▶ [TASK PROMPT]:
Copy all of the data below without altering a single line.
┄┄┄┄┄┄
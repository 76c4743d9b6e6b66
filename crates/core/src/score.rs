use crate::common::round2;
use serde::{Deserialize, Serialize};

/// 默认成交热度 (提及增长) 权重
pub const DEFAULT_VOL_WEIGHT: f64 = 0.7;
/// 默认情绪权重
pub const DEFAULT_SENT_WEIGHT: f64 = 0.3;
/// 情绪中性点
const SENTIMENT_NEUTRAL: f64 = 0.5;

/// # Summary
/// 热度分权重组合。
///
/// # Invariants
/// - 不要求两个权重之和为 1，由使用者自行调参。
#[derive(Debug, Clone, Copy, PartialEq, Serialize, Deserialize)]
pub struct BuzzWeights {
    // 提及增长率权重
    pub vol_weight: f64,
    // 情绪偏移权重
    pub sent_weight: f64,
}

impl Default for BuzzWeights {
    fn default() -> Self {
        Self {
            vol_weight: DEFAULT_VOL_WEIGHT,
            sent_weight: DEFAULT_SENT_WEIGHT,
        }
    }
}

impl BuzzWeights {
    /// 以当前权重计算热度分
    pub fn score(&self, growth: f64, sentiment_avg: f64) -> f64 {
        buzz(growth, sentiment_avg, self.vol_weight, self.sent_weight)
    }
}

/// # Summary
/// 计算热度分 (Buzz Score)。
///
/// # Logic
/// 1. `growth * vol_weight` 表示讨论量的放大程度。
/// 2. `(sentiment_avg - 0.5) * sent_weight` 以中性情绪为零点的偏移贡献。
/// 3. 两者求和后保留两位小数。
///
/// 采集、报警与看板均调用本函数，保证存储值与展示值一致。
///
/// # Arguments
/// * `growth`: 提及增长率 (1.0 = 持平)。
/// * `sentiment_avg`: 归一化情绪 [0,1]。
/// * `vol_weight`: 增长率权重。
/// * `sent_weight`: 情绪权重。
///
/// # Returns
/// 保留两位小数的热度分。
pub fn buzz(growth: f64, sentiment_avg: f64, vol_weight: f64, sent_weight: f64) -> f64 {
    round2(growth * vol_weight + (sentiment_avg - SENTIMENT_NEUTRAL) * sent_weight)
}

#[cfg(test)]
mod tests {
    use super::*;

    #[test]
    fn test_buzz_closed_form() {
        assert_eq!(buzz(1.2, 0.7, 0.7, 0.3), 0.90);
        assert_eq!(buzz(1.0, 0.5, 0.7, 0.3), 0.70);
    }

    #[test]
    fn test_buzz_negative_sentiment_pulls_down() {
        // 情绪低于中性时贡献为负
        let bearish = buzz(1.0, 0.2, 0.7, 0.3);
        let neutral = buzz(1.0, 0.5, 0.7, 0.3);
        assert!(bearish < neutral);
        assert_eq!(bearish, 0.61);
    }

    #[test]
    fn test_buzz_weights_not_normalized() {
        assert_eq!(buzz(2.0, 1.0, 1.0, 1.0), 2.5);
        assert_eq!(buzz(1.5, 0.9, 0.0, 0.0), 0.0);
    }

    #[test]
    fn test_weights_default_matches_free_function() {
        let weights = BuzzWeights::default();
        assert_eq!(weights.score(1.3, 0.62), buzz(1.3, 0.62, 0.7, 0.3));
    }
}
pub mod entity;
pub mod port;
pub mod rule;
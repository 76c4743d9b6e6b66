pub mod entity;
pub mod port;
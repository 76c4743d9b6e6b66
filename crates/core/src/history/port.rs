use super::entity::HistoryRecord;
use super::error::StoreError;
use super::merge::{self, MergeStats};
use async_trait::async_trait;

/// # Summary
/// 历史表存储接口，按 `(date, ticker)` 提供 upsert 语义。
///
/// # Invariants
/// - 任意一批写入完成后，同一键至多保留一行，值为最后写入者。
/// - 每批写入完成后整表持久化（覆盖写），而非追加日志。
/// - 底层数据损坏时视为空表，由实现者记录告警。
#[async_trait]
pub trait HistoryStore: Send + Sync {
    /// # Summary
    /// 读取全部历史记录。
    ///
    /// # Logic
    /// 1. 从持久层读取所有行。
    /// 2. 文件缺失或损坏时返回空表。
    ///
    /// # Returns
    /// 按写入顺序排列的记录列表。
    async fn load_all(&self) -> Result<Vec<HistoryRecord>, StoreError>;

    /// # Summary
    /// 批量写入记录。
    ///
    /// # Logic
    /// 1. 读取现有数据。
    /// 2. 逐条按键合并，重复键以后写入者为准。
    /// 3. 将完整结果写回持久层。
    ///
    /// # Arguments
    /// * `records`: 待写入的记录。
    ///
    /// # Returns
    /// 新增与替换的计数。
    async fn upsert_batch(&self, records: Vec<HistoryRecord>) -> Result<MergeStats, StoreError>;

    /// # Summary
    /// 写入单条记录。
    async fn upsert(&self, record: HistoryRecord) -> Result<MergeStats, StoreError> {
        self.upsert_batch(vec![record]).await
    }

    /// # Summary
    /// 读取单只股票的历史，按日期升序。
    async fn load_ticker(&self, ticker: &str) -> Result<Vec<HistoryRecord>, StoreError> {
        let all = self.load_all().await?;
        Ok(merge::for_ticker(&all, ticker))
    }

    /// # Summary
    /// 读取每只股票日期最新的一条记录。
    async fn latest_per_ticker(&self) -> Result<Vec<HistoryRecord>, StoreError> {
        let all = self.load_all().await?;
        Ok(merge::latest_per_ticker(&all))
    }

    /// # Summary
    /// 列出历史中出现过的股票代码。
    async fn tickers(&self) -> Result<Vec<String>, StoreError> {
        let all = self.load_all().await?;
        Ok(merge::tickers(&all))
    }
}
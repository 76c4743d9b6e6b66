use buzz_app::{bootstrap, logging, settings};
use tracing::info;

/// # Summary
/// 每日采集入口，由定时任务调用一次后退出。
///
/// # Logic
/// 1. 加载配置并初始化日志。
/// 2. 组装采集服务并执行一次完整采集。
#[tokio::main(flavor = "current_thread")]
async fn main() -> Result<(), Box<dyn std::error::Error>> {
    let cfg = settings::load()?;
    let _guard = logging::init(&cfg.storage.log_dir())?;
    info!("Buzz collector starting (data dir: {})", cfg.storage.data_dir.display());

    let collector = bootstrap::collector(&cfg).await?;
    let report = collector.run().await?;

    info!("Collected {} records", report.records.len());
    Ok(())
}
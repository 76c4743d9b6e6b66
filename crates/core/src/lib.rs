//! # `buzz-core` - 领域核心
//!
//! 定义热度监控系统的实体、端口 (Port) 与纯函数逻辑。
//! 本 crate 不做任何 I/O，所有外部协作者均以 `async_trait` 接口形式出现，
//! 具体实现位于 `buzz-feed` / `buzz-store` / `buzz-notify` / `buzz-sync`。

pub mod alert;
pub mod common;
pub mod config;
pub mod history;
pub mod market;
pub mod news;
pub mod notify;
pub mod score;
pub mod sentiment;
pub mod sync;
pub mod targets;

#[cfg(feature = "test-utils")]
pub mod testing;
┄┄┄┄┄┄
▶ [SOLUTION TO THE PROBLEM]:
repository 76c4743d9b6e6b66
filename crates/core/src/score.rs
use crate::common::round2;
use serde::{Deserialize, Serialize};

/// 默认成交热度 (提及增长) 权重
pub const DEFAULT_VOL_WEIGHT: f64 = 0.7;
/// 默认情绪权重
pub const DEFAULT_SENT_WEIGHT: f64 = 0.3;
/// 情绪中性点
const SENTIMENT_NEUTRAL: f64 = 0.5;

/// # Summary
/// 热度分权重组合。
///
/// # Invariants
/// - 不要求两个权重之和为 1，由使用者自行调参。
#[derive(Debug, Clone, Copy, PartialEq, Serialize, Deserialize)]
pub struct BuzzWeights {
    // 提及增长率权重
    pub vol_weight: f64,
    // 情绪偏移权重
    pub sent_weight: f64,
}

impl Default for BuzzWeights {
    fn default() -> Self {
        Self {
            vol_weight: DEFAULT_VOL_WEIGHT,
            sent_weight: DEFAULT_SENT_WEIGHT,
        }
    }
}

impl BuzzWeights {
    /// 以当前权重计算热度分
    pub fn score(&self, growth: f64, sentiment_avg: f64) -> f64 {
        buzz(growth, sentiment_avg, self.vol_weight, self.sent_weight)
    }
}

/// # Summary
/// 计算热度分 (Buzz Score)。
///
/// # Logic
/// 1. `growth * vol_weight` 表示讨论量的放大程度。
/// 2. `(sentiment_avg - 0.5) * sent_weight` 以中性情绪为零点的偏移贡献。
/// 3. 两者求和后保留两位小数。
///
/// 采集、报警与看板均调用本函数，保证存储值与展示值一致。
///
/// # Arguments
/// * `growth`: 提及增长率 (1.0 = 持平)。
/// * `sentiment_avg`: 归一化情绪 [0,1]。
/// * `vol_weight`: 增长率权重。
/// * `sent_weight`: 情绪权重。
///
/// # Returns
/// 保留两位小数的热度分。
pub fn buzz(growth: f64, sentiment_avg: f64, vol_weight: f64, sent_weight: f64) -> f64 {
    round2(growth * vol_weight + (sentiment_avg - SENTIMENT_NEUTRAL) * sent_weight)
}

#[cfg(test)]
mod tests {
    use super::*;

    #[test]
    fn test_buzz_closed_form() {
        assert_eq!(buzz(1.2, 0.7, 0.7, 0.3), 0.90);
        assert_eq!(buzz(1.0, 0.5, 0.7, 0.3), 0.70);
    }

    #[test]
    fn test_buzz_negative_sentiment_pulls_down() {
        // 情绪低于中性时贡献为负
        let bearish = buzz(1.0, 0.2, 0.7, 0.3);
        let neutral = buzz(1.0, 0.5, 0.7, 0.3);
        assert!(bearish < neutral);
        assert_eq!(bearish, 0.61);
    }

    #[test]
    fn test_buzz_weights_not_normalized() {
        assert_eq!(buzz(2.0, 1.0, 1.0, 1.0), 2.5);
        assert_eq!(buzz(1.5, 0.9, 0.0, 0.0), 0.0);
    }

    #[test]
    fn test_weights_default_matches_free_function() {
        let weights = BuzzWeights::default();
        assert_eq!(weights.score(1.3, 0.62), buzz(1.3, 0.62, 0.7, 0.3));
    }
}
pub mod entity;
pub mod port;
pub mod rule;
repository 76c4743d9b6e6b66
pub mod entity;
pub mod port;
repository 76c4743d9b6e6b66
filename crates/core/src/history/port.rs
use super::entity::HistoryRecord;
use super::error::StoreError;
use super::merge::{self, MergeStats};
use async_trait::async_trait;

/// # Summary
/// 历史表存储接口，按 `(date, ticker)` 提供 upsert 语义。
///
/// # Invariants
/// - 任意一批写入完成后，同一键至多保留一行，值为最后写入者。
/// - 每批写入完成后整表持久化（覆盖写），而非追加日志。
/// - 底层数据损坏时视为空表，由实现者记录告警。
#[async_trait]
pub trait HistoryStore: Send + Sync {
    /// # Summary
    /// 读取全部历史记录。
    ///
    /// # Logic
    /// 1. 从持久层读取所有行。
    /// 2. 文件缺失或损坏时返回空表。
    ///
    /// # Returns
    /// 按写入顺序排列的记录列表。
    async fn load_all(&self) -> Result<Vec<HistoryRecord>, StoreError>;

    /// # Summary
    /// 批量写入记录。
    ///
    /// # Logic
    /// 1. 读取现有数据。
    /// 2. 逐条按键合并，重复键以后写入者为准。
    /// 3. 将完整结果写回持久层。
    ///
    /// # Arguments
    /// * `records`: 待写入的记录。
    ///
    /// # Returns
    /// 新增与替换的计数。
    async fn upsert_batch(&self, records: Vec<HistoryRecord>) -> Result<MergeStats, StoreError>;

    /// # Summary
    /// 写入单条记录。
    async fn upsert(&self, record: HistoryRecord) -> Result<MergeStats, StoreError> {
        self.upsert_batch(vec![record]).await
    }

    /// # Summary
    /// 读取单只股票的历史，按日期升序。
    async fn load_ticker(&self, ticker: &str) -> Result<Vec<HistoryRecord>, StoreError> {
        let all = self.load_all().await?;
        Ok(merge::for_ticker(&all, ticker))
    }

    /// # Summary
    /// 读取每只股票日期最新的一条记录。
    async fn latest_per_ticker(&self) -> Result<Vec<HistoryRecord>, StoreError> {
        let all = self.load_all().await?;
        Ok(merge::latest_per_ticker(&all))
    }

    /// # Summary
    /// 列出历史中出现过的股票代码。
    async fn tickers(&self) -> Result<Vec<String>, StoreError> {
        let all = self.load_all().await?;
        Ok(merge::tickers(&all))
    }
}
repository 76c4743d9b6e6b66
use buzz_app::{bootstrap, logging, settings};
use tracing::info;

/// # Summary
/// 每日采集入口，由定时任务调用一次后退出。
///
/// # Logic
/// 1. 加载配置并初始化日志。
/// 2. 组装采集服务并执行一次完整采集。
#[tokio::main(flavor = "current_thread")]
async fn main() -> Result<(), Box<dyn std::error::Error>> {
    let cfg = settings::load()?;
    let _guard = logging::init(&cfg.storage.log_dir())?;
    info!("Buzz collector starting (data dir: {})", cfg.storage.data_dir.display());

    let collector = bootstrap::collector(&cfg).await?;
    let report = collector.run().await?;

    info!("Collected {} records", report.records.len());
    Ok(())
}
repository 76c4743d9b6e6b66
filename crates/core/src/lib.rs
//! # `buzz-core` - 领域核心
//!
//! 定义热度监控系统的实体、端口 (Port) 与纯函数逻辑。
//! 本 crate 不做任何 I/O，所有外部协作者均以 `async_trait` 接口形式出现，
//! 具体实现位于 `buzz-feed` / `buzz-store` / `buzz-notify` / `buzz-sync`。

pub mod alert;
pub mod common;
pub mod config;
pub mod history;
pub mod market;
pub mod news;
pub mod notify;
pub mod score;
pub mod sentiment;
pub mod sync;
pub mod targets;

#[cfg(feature = "test-utils")]
pub mod testing;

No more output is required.